EXERCISE DESCRIPTION: Your job is to set down the stretch of entries that opens with the line containing "self.max_len = len;" and closes with the line containing "if len < self.min_len". Keep both end lines, copy each exactly, and add nothing.

MATERIAL PROVIDED:
= = =

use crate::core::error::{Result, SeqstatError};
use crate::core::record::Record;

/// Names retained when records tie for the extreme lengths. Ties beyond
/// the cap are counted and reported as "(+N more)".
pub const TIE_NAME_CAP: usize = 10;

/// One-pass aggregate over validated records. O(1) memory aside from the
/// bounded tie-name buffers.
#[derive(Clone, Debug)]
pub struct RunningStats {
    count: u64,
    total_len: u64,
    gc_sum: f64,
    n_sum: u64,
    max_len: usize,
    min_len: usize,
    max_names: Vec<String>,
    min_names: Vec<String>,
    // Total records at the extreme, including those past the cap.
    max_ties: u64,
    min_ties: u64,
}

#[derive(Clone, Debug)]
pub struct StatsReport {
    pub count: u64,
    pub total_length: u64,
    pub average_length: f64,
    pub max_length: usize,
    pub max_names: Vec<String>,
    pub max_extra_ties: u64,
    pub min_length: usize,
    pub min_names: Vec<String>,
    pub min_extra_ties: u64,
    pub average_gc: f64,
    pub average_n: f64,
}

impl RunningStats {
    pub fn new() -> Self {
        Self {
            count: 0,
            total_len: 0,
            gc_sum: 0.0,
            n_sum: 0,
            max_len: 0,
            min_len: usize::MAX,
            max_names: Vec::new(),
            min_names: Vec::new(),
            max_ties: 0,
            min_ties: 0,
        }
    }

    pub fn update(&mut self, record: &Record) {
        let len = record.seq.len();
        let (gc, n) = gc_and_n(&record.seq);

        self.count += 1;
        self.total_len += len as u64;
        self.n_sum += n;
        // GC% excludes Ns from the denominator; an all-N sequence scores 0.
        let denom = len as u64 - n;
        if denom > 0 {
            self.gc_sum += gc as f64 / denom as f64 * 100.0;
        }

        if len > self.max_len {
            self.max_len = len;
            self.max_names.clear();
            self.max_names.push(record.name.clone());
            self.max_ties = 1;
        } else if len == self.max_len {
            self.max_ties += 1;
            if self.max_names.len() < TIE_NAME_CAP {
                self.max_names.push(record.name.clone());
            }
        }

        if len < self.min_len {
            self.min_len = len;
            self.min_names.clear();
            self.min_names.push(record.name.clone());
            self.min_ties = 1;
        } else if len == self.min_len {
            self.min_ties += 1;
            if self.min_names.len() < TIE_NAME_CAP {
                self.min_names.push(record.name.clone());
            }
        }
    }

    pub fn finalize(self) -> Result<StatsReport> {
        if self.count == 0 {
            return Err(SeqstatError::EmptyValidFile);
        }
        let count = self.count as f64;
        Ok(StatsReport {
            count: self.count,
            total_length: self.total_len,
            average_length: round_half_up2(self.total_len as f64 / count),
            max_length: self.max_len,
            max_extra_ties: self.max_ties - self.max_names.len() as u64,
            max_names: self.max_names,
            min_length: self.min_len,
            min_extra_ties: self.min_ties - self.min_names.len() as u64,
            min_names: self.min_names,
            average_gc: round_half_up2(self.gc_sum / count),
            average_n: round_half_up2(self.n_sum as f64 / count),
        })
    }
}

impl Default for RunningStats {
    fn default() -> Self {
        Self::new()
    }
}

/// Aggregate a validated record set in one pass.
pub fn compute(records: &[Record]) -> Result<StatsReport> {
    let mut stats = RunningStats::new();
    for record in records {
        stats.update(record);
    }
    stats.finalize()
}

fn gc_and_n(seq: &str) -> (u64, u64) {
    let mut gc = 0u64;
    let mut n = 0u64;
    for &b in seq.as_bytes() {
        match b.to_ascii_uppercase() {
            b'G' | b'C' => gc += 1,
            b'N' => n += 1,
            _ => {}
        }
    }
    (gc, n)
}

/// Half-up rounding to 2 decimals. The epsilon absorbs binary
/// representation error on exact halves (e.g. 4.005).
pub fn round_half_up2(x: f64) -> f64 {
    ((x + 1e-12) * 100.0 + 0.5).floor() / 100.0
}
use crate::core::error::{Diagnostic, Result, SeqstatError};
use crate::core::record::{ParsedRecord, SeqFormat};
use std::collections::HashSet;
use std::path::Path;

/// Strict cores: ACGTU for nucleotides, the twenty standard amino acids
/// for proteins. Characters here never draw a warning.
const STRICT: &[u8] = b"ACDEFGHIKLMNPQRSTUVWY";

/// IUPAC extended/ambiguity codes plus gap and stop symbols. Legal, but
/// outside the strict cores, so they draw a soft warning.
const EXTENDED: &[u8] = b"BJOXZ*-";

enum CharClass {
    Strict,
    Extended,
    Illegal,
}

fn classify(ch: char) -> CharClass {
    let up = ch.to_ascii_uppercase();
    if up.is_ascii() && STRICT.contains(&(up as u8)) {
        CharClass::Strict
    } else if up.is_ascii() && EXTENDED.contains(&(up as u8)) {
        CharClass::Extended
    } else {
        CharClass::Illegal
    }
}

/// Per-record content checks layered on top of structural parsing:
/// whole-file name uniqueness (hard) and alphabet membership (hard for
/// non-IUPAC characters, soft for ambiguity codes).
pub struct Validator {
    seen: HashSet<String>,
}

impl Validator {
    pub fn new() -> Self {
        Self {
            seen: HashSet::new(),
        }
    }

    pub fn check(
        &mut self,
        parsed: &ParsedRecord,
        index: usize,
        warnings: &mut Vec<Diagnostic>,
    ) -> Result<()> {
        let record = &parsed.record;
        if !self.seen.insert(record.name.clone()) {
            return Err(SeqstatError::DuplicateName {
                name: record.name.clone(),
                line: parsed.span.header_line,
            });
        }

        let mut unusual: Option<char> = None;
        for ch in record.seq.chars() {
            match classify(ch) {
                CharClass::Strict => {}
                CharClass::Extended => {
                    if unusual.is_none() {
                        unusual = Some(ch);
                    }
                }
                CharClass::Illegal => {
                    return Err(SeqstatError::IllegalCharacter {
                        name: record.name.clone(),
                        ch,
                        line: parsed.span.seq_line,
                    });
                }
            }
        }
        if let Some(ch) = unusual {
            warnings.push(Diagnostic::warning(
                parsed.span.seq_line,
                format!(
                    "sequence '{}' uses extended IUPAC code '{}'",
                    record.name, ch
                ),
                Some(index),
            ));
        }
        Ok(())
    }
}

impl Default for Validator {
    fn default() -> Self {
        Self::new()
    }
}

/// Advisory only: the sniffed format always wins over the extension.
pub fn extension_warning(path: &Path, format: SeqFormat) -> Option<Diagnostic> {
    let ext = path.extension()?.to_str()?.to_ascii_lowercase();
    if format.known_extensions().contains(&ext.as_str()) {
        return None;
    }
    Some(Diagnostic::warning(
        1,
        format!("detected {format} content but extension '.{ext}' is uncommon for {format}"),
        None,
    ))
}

= = =

SOLUTION:
            self.max_len = len;
            self.max_names.clear();
            self.max_names.push(record.name.clone());
            self.max_ties = 1;
        } else if len == self.max_len {
            self.max_ties += 1;
            if self.max_names.len() < TIE_NAME_CAP {
                self.max_names.push(record.name.clone());
            }
        }

        if len < self.min_len {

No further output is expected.